[[ Data extracts open ]]

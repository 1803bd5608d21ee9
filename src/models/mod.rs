//! Data models for `Skycast`
//!
//! This module contains the core domain models organized by concern:
//! - Location: coordinates, device positions, saved places
//! - Units: the unit systems forecasts are requested in
//! - Forecast: current, hourly and daily weather
//! - Photo: mood photos and their condition buckets
//! - Packet: the combined result handed to the presentation layer

pub mod forecast;
pub mod location;
pub mod packet;
pub mod photo;
pub mod units;

// Re-export all public types for convenient access
pub use forecast::{Conditions, DailyWeather, DayTemperatures, ForecastData, HourlyWeather};
pub use location::{Coordinates, LocationCandidate, Position, SavedLocation};
pub use packet::{PacketSource, WeatherPacket};
pub use photo::{PhotoBucket, PhotoData};
pub use units::UnitSystem;
//! Forecast cache keyed by request parameters
//!
//! The cache only stores and returns entries. Whether an entry is still fresh
//! is decided by the caller through [`CachedEntry::is_fresh`].

use std::collections::HashMap;
use std::time::Duration;

use parking_lot::Mutex;
use serde::{Deserialize, Serialize};
use tracing::{debug, instrument};

use crate::models::{Coordinates, ForecastData, PhotoData, UnitSystem};
use crate::store::{Blobs, Store};
use crate::{Result, SkycastError};

/// Identifies one forecast request
#[derive(Debug, Clone, Copy, PartialEq, Serialize, Deserialize)]
pub struct CacheKey {
    pub coordinates: Coordinates,
    pub units: UnitSystem,
}

impl CacheKey {
    #[must_use]
    pub fn new(coordinates: Coordinates, units: UnitSystem) -> Self {
        Self { coordinates, units }
    }

    /// Exact bit patterns of both coordinates plus the unit system
    #[must_use]
    pub fn storage_key(&self) -> String {
        let (lat, lon) = self.coordinates.key_bits();
        format!("forecast:{lat:016x}:{lon:016x}:{}", self.units)
    }
}

/// A stored fetch result
#[derive(Debug, Clone, PartialEq, Serialize, Deserialize)]
pub struct CachedEntry {
    pub key: CacheKey,
    pub location_name: String,
    /// Unix time in milliseconds at which the entry was written
    pub stored_at_millis: i64,
    pub forecast: ForecastData,
    pub photo: PhotoData,
}

impl CachedEntry {
    /// Fresh iff strictly younger than `ttl`
    #[must_use]
    pub fn is_fresh(&self, now_millis: i64, ttl: Duration) -> bool {
        let ttl_millis = i64::try_from(ttl.as_millis()).unwrap_or(i64::MAX);
        now_millis.saturating_sub(self.stored_at_millis) < ttl_millis
    }
}

/// Storage for fetch results. `put` replaces any entry with the same key.
pub trait ForecastCache: Send + Sync {
    fn get(&self, key: &CacheKey) -> Result<Option<CachedEntry>>;
    fn put(&self, entry: CachedEntry) -> Result<()>;
}

/// Persistent cache in the store's forecast keyspace
pub struct FjallForecastCache {
    blobs: Blobs,
}

impl FjallForecastCache {
    #[must_use]
    pub fn new(store: &Store) -> Self {
        Self {
            blobs: store.forecasts(),
        }
    }
}

impl ForecastCache for FjallForecastCache {
    #[instrument(name = "query_cache", level = "debug", skip(self))]
    fn get(&self, key: &CacheKey) -> Result<Option<CachedEntry>> {
        let entry: Option<CachedEntry> = self
            .blobs
            .get(&key.storage_key())
            .map_err(|e| SkycastError::cache(format!("{e:#}")))?;

        match &entry {
            Some(_) => debug!("Key found"),
            None => debug!("Key not found"),
        }
        Ok(entry)
    }

    #[instrument(name = "put_cache", level = "debug", skip(self, entry), fields(key = ?entry.key))]
    fn put(&self, entry: CachedEntry) -> Result<()> {
        self.blobs
            .put(&entry.key.storage_key(), &entry)
            .map_err(|e| SkycastError::cache(format!("{e:#}")))
    }
}

/// In-process cache, used when no store directory is available
#[derive(Default)]
pub struct MemoryForecastCache {
    entries: Mutex<HashMap<String, CachedEntry>>,
}

impl MemoryForecastCache {
    #[must_use]
    pub fn new() -> Self {
        Self::default()
    }

    pub fn len(&self) -> usize {
        self.entries.lock().len()
    }

    pub fn is_empty(&self) -> bool {
        self.entries.lock().is_empty()
    }
}

impl ForecastCache for MemoryForecastCache {
    fn get(&self, key: &CacheKey) -> Result<Option<CachedEntry>> {
        Ok(self.entries.lock().get(&key.storage_key()).cloned())
    }

    fn put(&self, entry: CachedEntry) -> Result<()> {
        self.entries.lock().insert(entry.key.storage_key(), entry);
        Ok(())
    }
}

#[cfg(test)]
mod tests {
    use super::*;
    use crate::models::{Conditions, HourlyWeather};
    use chrono::DateTime;
    use rstest::rstest;

    fn forecast(code: i32) -> ForecastData {
        let current = HourlyWeather {
            conditions: Conditions {
                code,
                title: "Rain".to_string(),
                description: "moderate rain".to_string(),
                icon: "10d".to_string(),
                time: DateTime::from_timestamp(1_700_000_000, 0).unwrap(),
            },
            temperature: 4.0,
            feels_like: 1.0,
            pressure: 1008,
            humidity: 93,
            wind_speed: 6.2,
            wind_direction: 225.0,
        };
        ForecastData {
            latitude: 61.4991,
            longitude: 23.7871,
            timezone: "Europe/Helsinki".to_string(),
            current: current.clone(),
            hourly: vec![current],
            daily: Vec::new(),
        }
    }

    fn entry(key: CacheKey, stored_at_millis: i64) -> CachedEntry {
        CachedEntry {
            key,
            location_name: "Tampere".to_string(),
            stored_at_millis,
            forecast: forecast(500),
            photo: PhotoData {
                photographer: "Jane Doe".to_string(),
                page_url: "https://www.pexels.com/photo/1/".to_string(),
                original: "https://images.pexels.com/1.jpeg".to_string(),
                portrait: "https://images.pexels.com/1-portrait.jpeg".to_string(),
                landscape: "https://images.pexels.com/1-landscape.jpeg".to_string(),
            },
        }
    }

    fn tampere(units: UnitSystem) -> CacheKey {
        CacheKey::new(Coordinates::new(61.4991, 23.7871), units)
    }

    #[rstest]
    #[case(0, true)]
    #[case(3_599_999, true)]
    #[case(3_600_000, false)]
    #[case(7_200_000, false)]
    fn test_freshness_boundary(#[case] age_millis: i64, #[case] fresh: bool) {
        let stored = 1_700_000_000_000;
        let entry = entry(tampere(UnitSystem::Metric), stored);
        assert_eq!(
            entry.is_fresh(stored + age_millis, Duration::from_secs(3600)),
            fresh
        );
    }

    #[test]
    fn test_storage_key_distinguishes_units() {
        assert_ne!(
            tampere(UnitSystem::Metric).storage_key(),
            tampere(UnitSystem::Imperial).storage_key()
        );
    }

    #[test]
    fn test_storage_key_folds_negative_zero() {
        let positive = CacheKey::new(Coordinates::new(0.0, 10.0), UnitSystem::Metric);
        let negative = CacheKey::new(Coordinates::new(-0.0, 10.0), UnitSystem::Metric);
        assert_eq!(positive.storage_key(), negative.storage_key());
    }

    #[test]
    fn test_memory_cache_upserts() {
        let cache = MemoryForecastCache::new();
        let key = tampere(UnitSystem::Metric);

        assert!(cache.get(&key).unwrap().is_none());
        cache.put(entry(key, 1)).unwrap();
        cache.put(entry(key, 2)).unwrap();

        assert_eq!(cache.len(), 1);
        assert_eq!(cache.get(&key).unwrap().unwrap().stored_at_millis, 2);
    }

    #[test]
    fn test_fjall_cache_round_trip() {
        let dir = tempfile::TempDir::new().unwrap();
        let store = Store::open(dir.path()).unwrap();
        let cache = FjallForecastCache::new(&store);
        let key = tampere(UnitSystem::Imperial);

        cache.put(entry(key, 42)).unwrap();

        assert_eq!(cache.get(&key).unwrap().unwrap(), entry(key, 42));
        assert!(cache.get(&tampere(UnitSystem::Metric)).unwrap().is_none());
    }
}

[[ Data extracts closed ]]

Task to carry out -
Output exactly one stretch of the listing: from the line containing "stored fetch result" through the line containing "impl ForecastCache for FjallForecastCache", both end lines included.

Reply to the exercise -
/// A stored fetch result
#[derive(Debug, Clone, PartialEq, Serialize, Deserialize)]
pub struct CachedEntry {
    pub key: CacheKey,
    pub location_name: String,
    /// Unix time in milliseconds at which the entry was written
    pub stored_at_millis: i64,
    pub forecast: ForecastData,
    pub photo: PhotoData,
}

impl CachedEntry {
    /// Fresh iff strictly younger than `ttl`
    #[must_use]
    pub fn is_fresh(&self, now_millis: i64, ttl: Duration) -> bool {
        let ttl_millis = i64::try_from(ttl.as_millis()).unwrap_or(i64::MAX);
        now_millis.saturating_sub(self.stored_at_millis) < ttl_millis
    }
}

/// Storage for fetch results. `put` replaces any entry with the same key.
pub trait ForecastCache: Send + Sync {
    fn get(&self, key: &CacheKey) -> Result<Option<CachedEntry>>;
    fn put(&self, entry: CachedEntry) -> Result<()>;
}

/// Persistent cache in the store's forecast keyspace
pub struct FjallForecastCache {
    blobs: Blobs,
}

impl FjallForecastCache {
    #[must_use]
    pub fn new(store: &Store) -> Self {
        Self {
            blobs: store.forecasts(),
        }
    }
}

impl ForecastCache for FjallForecastCache {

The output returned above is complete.